Once upon a time there was a girl. She wasn’t a beautiful princess or fearless warrior or brave heroine. She was just an ordinary girl with freckles on her face and her nose always in a book. That was until her twelfth year when she realized she was cursed.
It was a slow curse, one that crept upon her softly. It was a headache that started at in the back, working its way to the top and then to the front of her brows. It was headache that came once a day, three times a week until it came five times a week. Then it came everyday. All day. Never stopping. The girl almost wished she had been turned into a frog instead. (Frogs, at least, don’t get headaches.)
They searched for a cure. Not in far away lands or haunted castles or ancient spells but in cold hospitals and tucked away medical centers. They poked and prodded her, drawing blood with needles, looking for a reason. They stucked her in machines, in an enclosed space so they might read her brain for answers. They pumped her full of tubes and strange medicines, hoping to help. Nothing works; the curse stays. Despite feeling more like an experiment than a girl, she is declared “normal.” Being labeled “normal” has never hurt so much.

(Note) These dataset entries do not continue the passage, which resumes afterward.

//! Fixed-size copy buffers shared by proxy connections.
//!
//! Borrowed buffers return to the pool when dropped; when the pool is
//! empty a fresh buffer is allocated, and a full pool simply frees the
//! returned one.

use crossbeam_queue::ArrayQueue;
use std::ops::{Deref, DerefMut};
use std::sync::Arc;

#[derive(Clone)]
pub struct BufferPool {
    queue: Arc<ArrayQueue<Vec<u8>>>,
    buf_size: usize,
}

impl BufferPool {
    /// Pool keeping at most `capacity` idle buffers of `buf_size` bytes
    pub fn new(capacity: usize, buf_size: usize) -> Self {
        Self {
            queue: Arc::new(ArrayQueue::new(capacity.max(1))),
            buf_size,
        }
    }

    pub fn buf_size(&self) -> usize {
        self.buf_size
    }

    /// Idle buffers currently held
    pub fn idle(&self) -> usize {
        self.queue.len()
    }

    pub fn get(&self) -> PooledBuf {
        let data = self
            .queue
            .pop()
            .unwrap_or_else(|| vec![0u8; self.buf_size]);

        PooledBuf {
            queue: self.queue.clone(),
            data: Some(data),
        }
    }
}

pub struct PooledBuf {
    queue: Arc<ArrayQueue<Vec<u8>>>,
    data: Option<Vec<u8>>,
}

impl Deref for PooledBuf {
    type Target = [u8];

    fn deref(&self) -> &[u8] {
        self.data.as_deref().unwrap_or_default()
    }
}

impl DerefMut for PooledBuf {
    fn deref_mut(&mut self) -> &mut [u8] {
        self.data.as_deref_mut().unwrap_or_default()
    }
}

impl Drop for PooledBuf {
    fn drop(&mut self) {
        if let Some(data) = self.data.take() {
            let _ = self.queue.push(data);
        }
    }
}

She locks her self up, in books, in stories, and in her mind. It is the only place that seemed safe. The only place where there is no pain. The only place where she didn’t fear storm front headaches like others fear wolves. The only place where she isn’t just surviving, but living. She feels like Rapunzel with the basement as her tower and the headache as her wicked witch, waiting for a prince to save her. Only her hair is brown and there is no prince to be found.
One day, she decides to stop waiting and saves herself. She learns to handle her curse and make her own cure. She gets out of her mind and gets back into school, back into her life. She may not be a princess or a warrior or a heroine but she is a girl. That means she can help herself.
It isn’t a happily ever after because she’s still cursed. There are some days she cries at night because it is impossible to sleep. There are some days she wants to scream in the classroom because of the noise and intensity. There are some days where it would be easier just to give up. Than there are the days where laughter overrides the pain, where teasing dulls it, where friendship and family make everything better. Those days mean that she is finally living again, that she isn‘t just surviving . Those days make it worth it everything.
An assignment is given in English to write about a belief. She wonders about what she believes in and the answer comes to her slowly. So she picks up her pencil and writes a “normal” fairytale.
I believe no one should be cursed with a day-long, year-long, life-long headache.